The Kachin Independence Army also claimed that around 200 junta soldiers, including a battalion commander, had been killed in three days of clashes in Hpakant Township in early February.

Central Myanmar

On 9 December, resistance fighters from the Myaing People's Defence Force (PDF) in Magway Region attacked two military vehicles with 3 handmade explosives in an ambush . PDF claimed the ambush injured at least 3 soldiers. Later at noon, PDF attacked soldiers again who were leaving the village of Mintharkya on foot, sparking a shootout between the two sides. Salingyi G-Z Local PDF fighters and one civilian were captured and burned by junta soldiers after PDF fighters had detonated explosives in an attack against a military convoy travelling nearby, triggering an assault on the village by some 100 junta soldiers. On 13 December, Tatmadaw troops launched an offensive against PDF fighters and other local groups in Ke Bar village in Sagaing Region's Ayadaw Township with artillery bombardment assistance. The resistance fighters had to retreat due to the superior firepower of the assaulting Tatmadaw troops.

Over December, the military sent around 150 soldiers of the Airborne Division in six helicopters to the west of Depayin to carry out Air Assault missions. Tatmadaw forces surrounded Sagaing's Depayin Township where PDF fighters were positioned. On 17 December, the Tatmadaw and members of the military-backed Pyusawhti militia launched a surprise air assault on the village of Hnan Khar in Magway Region's Gangaw Township, killing 20 resistance fighters from Yaw Defence Force.

At least 30 junta soldiers and allied militiamen from the Pyusawhti militia were killed by joint PDF attacks in Kani Township, Sagaing Region on February 1, 2022. Flotillas transporting supplies and soldiers by the junta were ambushed, with at least one flotilla set on fire during the attacks. On 7 February, junta soldiers were killed in surprise attacks by local PDFs in the Sagaing Region. These attacks were one of the first attacks where resistance forces used drones.

On 10 February, during the same time as the increased targeted personnel attacks, around 50 Myanmar junta personnel were reportedly killed during raids and ambushes by people's defense forces in three townships in Sagaing Region on 9 February.
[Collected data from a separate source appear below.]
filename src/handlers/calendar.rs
//! Calendar (.ics) generation endpoint
//!
//! `POST /api/process-with-ai` takes either a ready prompt or a page's HTML,
//! asks Workers AI for an iCalendar document and returns it base64-encoded.

use crate::error::{AppError, AppResult};
use crate::handlers::AppState;
use crate::handlers::extractor::ApiJson;
use crate::middleware::RequestId;
use crate::upstream::GenerationRequest;
use axum::{Extension, Json, extract::State};
use base64::Engine;
use serde::{Deserialize, Serialize};

const CALENDAR_SYSTEM_PROMPT: &str = "You convert schedules into iCalendar (.ics) files. \
    Reply with the .ics document only, starting with BEGIN:VCALENDAR and ending with END:VCALENDAR.";

const HTML_PROMPT_PREFIX: &str = "Extract every dated event (classes, exams, deadlines, \
    meetings) from the following HTML and return them as a single valid iCalendar (.ics) \
    document. Do not include any explanation.\n\nHTML:\n";

/// Calendar request from client: `prompt` or `html`
#[derive(Debug, Clone, Default, Deserialize)]
pub struct CalendarRequest {
    #[serde(default)]
    prompt: Option<String>,
    #[serde(default)]
    html: Option<String>,
}

impl CalendarRequest {
    /// Prompt to send upstream
    ///
    /// An explicit `prompt` wins; otherwise one is built around `html`.
    pub fn to_prompt(&self) -> AppResult<String> {
        let non_blank = |value: &Option<String>| {
            value
                .as_deref()
                .filter(|v| !v.trim().is_empty())
                .map(str::to_string)
        };

        if let Some(prompt) = non_blank(&self.prompt) {
            return Ok(prompt);
        }
        if let Some(html) = non_blank(&self.html) {
            return Ok(format!("{}{}", HTML_PROMPT_PREFIX, html));
        }
        Err(AppError::Validation(
            "request body must include string \"prompt\" or \"html\"".to_string(),
        ))
    }
}

/// Calendar response: the .ics document, base64-encoded
#[derive(Debug, Clone, PartialEq, Eq, Serialize, Deserialize)]
pub struct CalendarResponse {
    pub base64: String,
}

impl CalendarResponse {
    pub fn from_ics(ics: &str) -> Self {
        Self {
            base64: base64::engine::general_purpose::STANDARD.encode(ics.as_bytes()),
        }
    }
}

/// POST /api/process-with-ai handler
pub async fn handler(
    State(state): State<AppState>,
    Extension(request_id): Extension<RequestId>,
    ApiJson(request): ApiJson<CalendarRequest>,
) -> AppResult<Json<CalendarResponse>> {
    let prompt = request.to_prompt()?;
    tracing::debug!(
        request_id = %request_id,
        prompt_length = prompt.len(),
        from_html = request.prompt.is_none(),
        "Received calendar request"
    );

    let generation = GenerationRequest::new(prompt)?.with_system(CALENDAR_SYSTEM_PROMPT);
    let ics = state
        .dispatcher()
        .generate_text(&generation)
        .await
        .inspect_err(|e| {
            tracing::warn!(
                request_id = %request_id,
                status = %e.status(),
                error = %e,
                "Calendar generation failed"
            );
        })?;

    tracing::info!(
        request_id = %request_id,
        ics_length = ics.len(),
        "Calendar generated"
    );
    Ok(Json(CalendarResponse::from_ics(&ics)))
}
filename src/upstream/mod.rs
//! Request dispatch to upstream inference providers
//!
//! [`Dispatcher`] turns a validated client request into exactly one outbound
//! HTTP call and maps the provider's answer back:
//!
//! - credentials and default model come from [`Config`], resolved per provider;
//! - the endpoint and payload shape are chosen by [`target`];
//! - non-2xx answers are relayed as [`AppError::Upstream`];
//! - when the caller asks for structured output the generated text is decoded
//!   by [`extract::parse_structured`].
//!
//! There are no retries and no state carried between calls.

use crate::config::Config;
use crate::error::{AppError, AppResult};
use crate::metrics::{Metrics, UpstreamOutcome};
use axum::{
    Json,
    http::StatusCode,
    response::{IntoResponse, Response},
};
use serde_json::{Value, json};
use std::sync::Arc;
use std::time::{Duration, Instant};

pub mod extract;
pub mod request;
pub mod schema;
pub mod target;

pub use extract::ParsedResult;
pub use request::GenerationRequest;
pub use schema::SchemaPreset;
pub use target::{PayloadShape, UpstreamTarget};

/// Upstream inference provider
#[derive(Debug, Clone, Copy, PartialEq, Eq)]
pub enum Provider {
    /// Cloudflare Workers AI
    WorkersAi,
    /// OpenRouter chat completions
    OpenRouter,
}

impl Provider {
    /// Label used in logs and metrics
    pub fn as_str(&self) -> &'static str {
        match self {
            Provider::WorkersAi => "workers_ai",
            Provider::OpenRouter => "openrouter",
        }
    }

    fn vendor(&self) -> &'static str {
        match self {
            Provider::WorkersAi => "cloudflare",
            Provider::OpenRouter => "openrouter",
        }
    }
}

/// Successful provider answer: status plus raw JSON body
#[derive(Debug, Clone, PartialEq)]
pub struct UpstreamResult {
    status: StatusCode,
    body: Value,
}

impl UpstreamResult {
    pub fn new(status: StatusCode, body: Value) -> Self {
        Self { status, body }
    }

    pub fn status(&self) -> StatusCode {
        self.status
    }

    pub fn body(&self) -> &Value {
        &self.body
    }

    pub fn into_body(self) -> Value {
        self.body
    }
}

impl IntoResponse for UpstreamResult {
    fn into_response(self) -> Response {
        (self.status, Json(self.body)).into_response()
    }
}

/// What a generation call hands back to the client
#[derive(Debug, Clone, PartialEq)]
pub enum Generated {
    /// Upstream body passed through unchanged
    Raw(UpstreamResult),
    /// Upstream text decoded as JSON
    Structured(ParsedResult),
}

impl IntoResponse for Generated {
    fn into_response(self) -> Response {
        match self {
            Generated::Raw(result) => result.into_response(),
            Generated::Structured(parsed) => (StatusCode::OK, Json(parsed)).into_response(),
        }
    }
}

/// Single-shot dispatcher shared by all handlers
pub struct Dispatcher {
    client: reqwest::Client,
    config: Arc<Config>,
    metrics: Arc<Metrics>,
}

impl Dispatcher {
    /// Create a dispatcher with its own HTTP client
    ///
    /// The client timeout is only set when `server.request_timeout_seconds` is configured.
    pub fn new(config: Arc<Config>, metrics: Arc<Metrics>) -> AppResult<Self> {
        let mut builder = reqwest::Client::builder();
        if let Some(seconds) = config.server.request_timeout_seconds {
            builder = builder.timeout(Duration::from_secs(seconds));
        }
        let client = builder
            .build()
            .map_err(|e| AppError::internal(format!("failed to build HTTP client: {}", e)))?;

        Ok(Self {
            client,
            config,
            metrics,
        })
    }

    /// Resolve the endpoint, payload and bearer token for `request`
    ///
    /// Fails with [`AppError::Misconfigured`] when the provider's credentials
    /// are not configured. Performs no I/O.
    pub fn resolve(
        &self,
        provider: Provider,
        request: &GenerationRequest,
    ) -> AppResult<(UpstreamTarget, &str)> {
        match provider {
            Provider::WorkersAi => {
                let cloudflare = &self.config.cloudflare;
                let credentials = cloudflare.credentials()?;
                let model = request.model().unwrap_or(cloudflare.model());
                let target = target::workers_ai(
                    cloudflare.base_url(),
                    credentials.account_id,
                    model,
                    request,
                )?;
                Ok((target, credentials.api_token))
            }
            Provider::OpenRouter => {
                let openrouter = &self.config.openrouter;
                let api_key = openrouter.api_key()?;
                let model = request.model().unwrap_or(openrouter.model());
                let target = target::openrouter(openrouter.base_url(), model, request)?;
                Ok((target, api_key))
            }
        }
    }

    /// Send `request` to `provider` and return the raw provider answer
    pub async fn complete(
        &self,
        provider: Provider,
        request: &GenerationRequest,
    ) -> AppResult<UpstreamResult> {
        let (target, token) = self.resolve(provider, request)?;
        self.send(provider, &target, token).await
    }

    /// Send `request` and, if asked for, decode the answer as structured output
    pub async fn generate(
        &self,
        provider: Provider,
        request: &GenerationRequest,
    ) -> AppResult<Generated> {
        let result = self.complete(provider, request).await?;
        if request.wants_structured_output() {
            extract::parse_structured(result.into_body()).map(Generated::Structured)
        } else {
            Ok(Generated::Raw(result))
        }
    }

    /// Classify `text` with the configured Workers AI sentiment model
    pub async fn sentiment(&self, text: &str) -> AppResult<UpstreamResult> {
        let cloudflare = &self.config.cloudflare;
        let credentials = cloudflare.credentials()?;
        let target = target::sentiment(
            cloudflare.base_url(),
            credentials.account_id,
            cloudflare.sentiment_model(),
            text,
        )?;
        self.send(Provider::WorkersAi, &target, credentials.api_token)
            .await
    }

    /// Generate text with Workers AI and return it with code fences removed
    ///
    /// Fails with [`AppError::Parse`] when the answer carries no text.
    pub async fn generate_text(&self, request: &GenerationRequest) -> AppResult<String> {
        let result = self.complete(Provider::WorkersAi, request).await?;
        let text = extract::extract_text(result.body())
            .map(|(_, text)| extract::strip_code_fences(text))
            .filter(|text| !text.is_empty())
            .map(str::to_string);

        text.ok_or_else(|| AppError::Parse {
            message: "no textual content found in model output".to_string(),
            detail: "none of the known response fields held text".to_string(),
            raw: result.into_body(),
        })
    }

    async fn send(
        &self,
        provider: Provider,
        target: &UpstreamTarget,
        token: &str,
    ) -> AppResult<UpstreamResult> {
        let started = Instant::now();
        tracing::debug!(
            provider = provider.as_str(),
            url = %target.url(),
            shape = ?target.shape(),
            "Sending upstream request"
        );

        let result = self.exchange(provider, target, token).await;
        let duration_ms = started.elapsed().as_secs_f64() * 1000.0;

        let outcome = match &result {
            Ok(_) => UpstreamOutcome::Success,
            Err(AppError::Upstream { .. }) => UpstreamOutcome::UpstreamError,
            Err(_) => UpstreamOutcome::TransportError,
        };
        tracing::debug!(
            provider = provider.as_str(),
            outcome = outcome.as_str(),
            duration_ms,
            "Upstream request finished"
        );
        if let Err(e) = self.metrics.record_upstream(provider, outcome, duration_ms) {
            // Metrics are non-critical; the request continues
            tracing::error!(
                error = %e,
                provider = provider.as_str(),
                outcome = outcome.as_str(),
                "Metrics recording failed (non-fatal)"
            );
        }

        result
    }

    async fn exchange(
        &self,
        provider: Provider,
        target: &UpstreamTarget,
        token: &str,
    ) -> AppResult<UpstreamResult> {
        let response = self
            .client
            .post(target.url())
            .bearer_auth(token)
            .json(target.payload())
            .send()
            .await
            .map_err(|e| {
                tracing::error!(
                    provider = provider.as_str(),
                    error = %e,
                    "Upstream request failed"
                );
                AppError::internal(e)
            })?;

        let status = response.status();
        let bytes = response.bytes().await.map_err(|e| {
            tracing::error!(
                provider = provider.as_str(),
                status = %status,
                error = %e,
                "Failed to read upstream response body"
            );
            AppError::internal(e)
        })?;
        // Best effort: a non-JSON body is replaced below, never an error on its own
        let body = serde_json::from_slice::<Value>(&bytes).ok();

        if !status.is_success() {
            tracing::warn!(
                provider = provider.as_str(),
                status = %status,
                json_body = body.is_some(),
                "Upstream returned an error status"
            );
            let body = body.unwrap_or_else(|| {
                json!({ "error": format!("{} returned non-JSON response", provider.vendor()) })
            });
            return Err(AppError::Upstream { status, body });
        }

        tracing::debug!(
            provider = provider.as_str(),
            status = %status,
            "Upstream request succeeded"
        );
        Ok(UpstreamResult::new(status, body.unwrap_or(Value::Null)))
    }
}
Later in February, 32 junta soldiers and 20 resistance fighters were killed in clashes in Mobye, southern Shan State as well as in Khin-U Township, Sagaing Region.
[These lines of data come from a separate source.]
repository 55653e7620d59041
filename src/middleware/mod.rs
//! HTTP middleware

pub mod request_id;

pub use request_id::{REQUEST_ID_HEADER, RequestId, request_id_middleware};
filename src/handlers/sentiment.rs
//! Sentiment classification endpoint
//!
//! `POST /sentiment` with `{text?}` relays the Workers AI classifier's answer.
//! The body is optional: an empty body classifies the default text.

use crate::error::{AppError, AppResult};
use crate::handlers::AppState;
use crate::middleware::RequestId;
use crate::upstream::UpstreamResult;
use axum::{Extension, body::Bytes, extract::State};
use serde::Deserialize;

/// Text classified when the request carries none
pub const DEFAULT_SENTIMENT_TEXT: &str = "I love this product";

/// Sentiment request from client
#[derive(Debug, Clone, Default, Deserialize)]
pub struct SentimentRequest {
    #[serde(default)]
    text: Option<String>,
}

impl SentimentRequest {
    /// Parse a possibly empty request body
    pub fn from_body(body: &[u8]) -> AppResult<Self> {
        if body.iter().all(u8::is_ascii_whitespace) {
            return Ok(Self::default());
        }
        serde_json::from_slice(body)
            .map_err(|e| AppError::Validation(format!("invalid sentiment request body: {}", e)))
    }

    /// Text to classify, falling back to [`DEFAULT_SENTIMENT_TEXT`]
    pub fn text(&self) -> &str {
        self.text
            .as_deref()
            .filter(|text| !text.trim().is_empty())
            .unwrap_or(DEFAULT_SENTIMENT_TEXT)
    }
}

/// POST /sentiment handler
pub async fn handler(
    State(state): State<AppState>,
    Extension(request_id): Extension<RequestId>,
    body: Bytes,
) -> AppResult<UpstreamResult> {
    let request = SentimentRequest::from_body(&body)?;
    tracing::debug!(
        request_id = %request_id,
        text_length = request.text().len(),
        "Received sentiment request"
    );

    let result = state.dispatcher().sentiment(request.text()).await;
    if let Err(e) = &result {
        tracing::warn!(
            request_id = %request_id,
            status = %e.status(),
            error = %e,
            "Sentiment request failed"
        );
    }
    result
}
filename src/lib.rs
//! flarerelay - JSON relay for hosted inference APIs
//!
//! Accepts small JSON generation requests, forwards them to Cloudflare Workers
//! AI or OpenRouter and relays the answer, optionally decoding the model's
//! text output as JSON.

pub mod cli;
pub mod config;
pub mod error;
pub mod handlers;
pub mod metrics;
pub mod middleware;
pub mod telemetry;
pub mod upstream;
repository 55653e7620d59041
//! Integration tests for POST /cf-generate
//!
//! Runs the real router against a wiremock stand-in for the Workers AI API and
//! checks endpoint selection, payload shape, error relaying and the cases that
//! must fail before any network call.

use axum::{
    Router,
    body::Body,
    http::{Request, StatusCode},
};
use flarerelay::{
    config::Config,
    handlers::{self, AppState},
};
use serde_json::{Value, json};
use std::str::FromStr;
use std::sync::Arc;
use tower::ServiceExt;
use wiremock::{
    Mock, MockServer, ResponseTemplate,
    matchers::{any, body_json, header, method, path},
};

const RUN_PATH: &str = "/client/v4/accounts/acct-1/ai/run/@cf/meta/llama-3.1-8b-instruct-fast";
const RESPONSES_PATH: &str = "/client/v4/accounts/acct-1/ai/v1/responses";

fn create_test_config(base_url: &str) -> Config {
    Config::from_str(&format!(
        r#"
[cloudflare]
account_id = "acct-1"
api_token = "cf-token"
base_url = "{base_url}/client/v4"
"#
    ))
    .expect("should parse test config")
}

fn create_test_app(config: Config) -> Router {
    let state = AppState::new(Arc::new(config)).expect("AppState::new should succeed");
    handlers::router(state)
}

fn post(body: &str) -> Request<Body> {
    Request::builder()
        .method("POST")
        .uri("/cf-generate")
        .header("content-type", "application/json")
        .body(Body::from(body.to_string()))
        .unwrap()
}

async fn send(app: Router, request: Request<Body>) -> (StatusCode, Value) {
    let response = app.oneshot(request).await.unwrap();
    let status = response.status();
    let bytes = axum::body::to_bytes(response.into_body(), usize::MAX)
        .await
        .unwrap();
    let body = serde_json::from_slice(&bytes).unwrap_or(Value::Null);
    (status, body)
}

#[tokio::test]
async fn test_namespaced_model_uses_run_endpoint_with_chat_payload() {
    let server = MockServer::start().await;
    let upstream = json!({ "result": { "response": "Hello!" }, "success": true, "errors": [] });

    Mock::given(method("POST"))
        .and(path(RUN_PATH))
        .and(header("authorization", "Bearer cf-token"))
        .and(body_json(json!({
            "messages": [
                { "role": "system", "content": "You are a friendly assistant" },
                { "role": "user", "content": "Say hello" }
            ]
        })))
        .respond_with(ResponseTemplate::new(200).set_body_json(upstream.clone()))
        .expect(1)
        .mount(&server)
        .await;

    let app = create_test_app(create_test_config(&server.uri()));
    let (status, body) = send(app, post(r#"{"prompt": "Say hello"}"#)).await;

    assert_eq!(status, StatusCode::OK);
    assert_eq!(body, upstream, "successful upstream body is relayed unchanged");
}

#[tokio::test]
async fn test_other_model_uses_responses_endpoint_with_flat_payload() {
    let server = MockServer::start().await;
    let upstream = json!({
        "output": [{ "type": "message", "content": [{ "type": "output_text", "text": "hi" }] }]
    });

    Mock::given(method("POST"))
        .and(path(RESPONSES_PATH))
        .and(header("authorization", "Bearer cf-token"))
        .and(body_json(json!({
            "input": "Say hello",
            "model": "gpt-oss-120b",
            "temperature": 0.7,
            "max_output_tokens": 512
        })))
        .respond_with(ResponseTemplate::new(200).set_body_json(upstream.clone()))
        .expect(1)
        .mount(&server)
        .await;

    let app = create_test_app(create_test_config(&server.uri()));
    let (status, body) = send(
        app,
        post(r#"{"prompt": "Say hello", "model": "gpt-oss-120b", "temperature": 0.7}"#),
    )
    .await;

    assert_eq!(status, StatusCode::OK);
    assert_eq!(body, upstream);
}

#[tokio::test]
async fn test_system_prompt_override_is_forwarded() {
    let server = MockServer::start().await;

    Mock::given(method("POST"))
        .and(path(RUN_PATH))
        .and(body_json(json!({
            "messages": [
                { "role": "system", "content": "Answer in French" },
                { "role": "user", "content": "Say hello" }
            ]
        })))
        .respond_with(ResponseTemplate::new(200).set_body_json(json!({ "result": {} })))
        .expect(1)
        .mount(&server)
        .await;

    let app = create_test_app(create_test_config(&server.uri()));
    let (status, _) = send(
        app,
        post(r#"{"prompt": "Say hello", "system": "Answer in French"}"#),
    )
    .await;
    assert_eq!(status, StatusCode::OK);
}

#[tokio::test]
async fn test_upstream_error_status_and_body_are_relayed() {
    let server = MockServer::start().await;
    let upstream = json!({
        "success": false,
        "errors": [{ "code": 10000, "message": "Authentication error" }]
    });

    Mock::given(method("POST"))
        .and(path(RUN_PATH))
        .respond_with(ResponseTemplate::new(403).set_body_json(upstream.clone()))
        .expect(1)
        .mount(&server)
        .await;

    let app = create_test_app(create_test_config(&server.uri()));
    let (status, body) = send(app, post(r#"{"prompt": "hi"}"#)).await;

    assert_eq!(status, StatusCode::FORBIDDEN);
    assert_eq!(body, upstream);
}

#[tokio::test]
async fn test_non_json_upstream_error_gets_generic_envelope() {
    let server = MockServer::start().await;

    Mock::given(method("POST"))
        .and(path(RUN_PATH))
        .respond_with(ResponseTemplate::new(503).set_body_string("<html>upstream down</html>"))
        .expect(1)
        .mount(&server)
        .await;

    let app = create_test_app(create_test_config(&server.uri()));
    let (status, body) = send(app, post(r#"{"prompt": "hi"}"#)).await;

    assert_eq!(status, StatusCode::SERVICE_UNAVAILABLE);
    assert_eq!(body, json!({ "error": "cloudflare returned non-JSON response" }));
}

#[tokio::test]
async fn test_missing_prompt_is_rejected_without_network_call() {
    let server = MockServer::start().await;
    Mock::given(any())
        .respond_with(ResponseTemplate::new(200))
        .expect(0)
        .mount(&server)
        .await;

    let app = create_test_app(create_test_config(&server.uri()));
    for body in [r#"{}"#, r#"{"prompt": 5}"#, r#"{"prompt": ""}"#, r#"{"model": "@cf/x"}"#] {
        let (status, json) = send(app.clone(), post(body)).await;
        assert_eq!(status, StatusCode::BAD_REQUEST, "body {body} should be rejected");
        assert!(
            json["error"].as_str().unwrap_or_default().contains("prompt"),
            "error should mention prompt: {json}"
        );
    }
}

#[tokio::test]
async fn test_malformed_json_is_bad_request() {
    let server = MockServer::start().await;
    Mock::given(any())
        .respond_with(ResponseTemplate::new(200))
        .expect(0)
        .mount(&server)
        .await;

    let app = create_test_app(create_test_config(&server.uri()));
    let (status, body) = send(app, post("{\"prompt\": ")).await;
    assert_eq!(status, StatusCode::BAD_REQUEST);
    assert!(body["error"].is_string());
}

#[tokio::test]
async fn test_missing_credentials_fail_without_network_call() {
    let server = MockServer::start().await;
    Mock::given(any())
        .respond_with(ResponseTemplate::new(200))
        .expect(0)
        .mount(&server)
        .await;

    let config = Config::from_str(&format!(
        "[cloudflare]\naccount_id = \"acct-1\"\nbase_url = \"{}/client/v4\"\n",
        server.uri()
    ))
    .unwrap();
    let app = create_test_app(config);
    let (status, body) = send(app, post(r#"{"prompt": "hi"}"#)).await;

    assert_eq!(status, StatusCode::INTERNAL_SERVER_ERROR);
    assert!(
        body["error"]
            .as_str()
            .unwrap()
            .contains("CLOUDFLARE_API_TOKEN")
    );
}

#[tokio::test]
async fn test_blank_credentials_fail_without_network_call() {
    let server = MockServer::start().await;
    Mock::given(any())
        .respond_with(ResponseTemplate::new(401))
        .expect(0)
        .mount(&server)
        .await;

    let config = Config::from_str(&format!(
        "[cloudflare]\naccount_id = \"\"\napi_token = \"\"\nbase_url = \"{}/client/v4\"\n",
        server.uri()
    ))
    .unwrap();
    let app = create_test_app(config);
    let (status, body) = send(app, post(r#"{"prompt": "hi"}"#)).await;

    assert_eq!(status, StatusCode::INTERNAL_SERVER_ERROR);
    assert!(body["error"].as_str().unwrap().contains("CLOUDFLARE_ACCOUNT_ID"));
}

#[tokio::test]
async fn test_transport_failure_is_internal_error() {
    // Port 1 on localhost refuses connections
    let app = create_test_app(create_test_config("http://127.0.0.1:1"));
    let (status, body) = send(app, post(r#"{"prompt": "hi"}"#)).await;

    assert_eq!(status, StatusCode::INTERNAL_SERVER_ERROR);
    assert_eq!(body["error"], "internal error");
    assert!(body["detail"].as_str().is_some_and(|d| !d.is_empty()));
}

#[tokio::test]
async fn test_response_carries_request_id_header() {
    let server = MockServer::start().await;
    Mock::given(method("POST"))
        .respond_with(ResponseTemplate::new(200).set_body_json(json!({})))
        .mount(&server)
        .await;

    let app = create_test_app(create_test_config(&server.uri()));
    let request_id = "6f1c1c4e-8d3b-4b8e-9a57-0c8f3d6e2a11";
    let request = Request::builder()
        .method("POST")
        .uri("/cf-generate")
        .header("content-type", "application/json")
        .header("x-request-id", request_id)
        .body(Body::from(r#"{"prompt": "hi"}"#))
        .unwrap();

    let response = app.oneshot(request).await.unwrap();
    assert_eq!(
        response.headers().get("x-request-id").unwrap(),
        request_id
    );
}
Mandalay also saw civilian guerrilla groups with PDFs in Maha Aung Myay and Pyigyidagun Townships shooting at junta forces and throwign homemade bombs. Tatmadaw troops killed 8 Mandalay civilian guerrillas and raided two resistance hideouts in retaliation. At least 4 junta troops were also killed in attacks by PDF forces on 12 February 2022 in Naypyitaw, the capital city, during the military's Union Day celebrations. Many other cities also saw violent clashes during Union Day.

Chin State
On 8 December, a 90-minute clash broke out between the CDF and Tatmadaw forces in the military-occupied town of Thantlang. This was after Tatmadaw launched a major offensive against CDF that lead to the Tatmadaw forces being able to reoccupy the town from the CDF. 3 CDF fighters were reported to have died during the clash. More houses were burned in military-occupied Thantlang this week, with well over a quarter of the Chin State town's buildings now destroyed in 12 incidents, which makes it difficult for CDF rebels to hide in the buildings.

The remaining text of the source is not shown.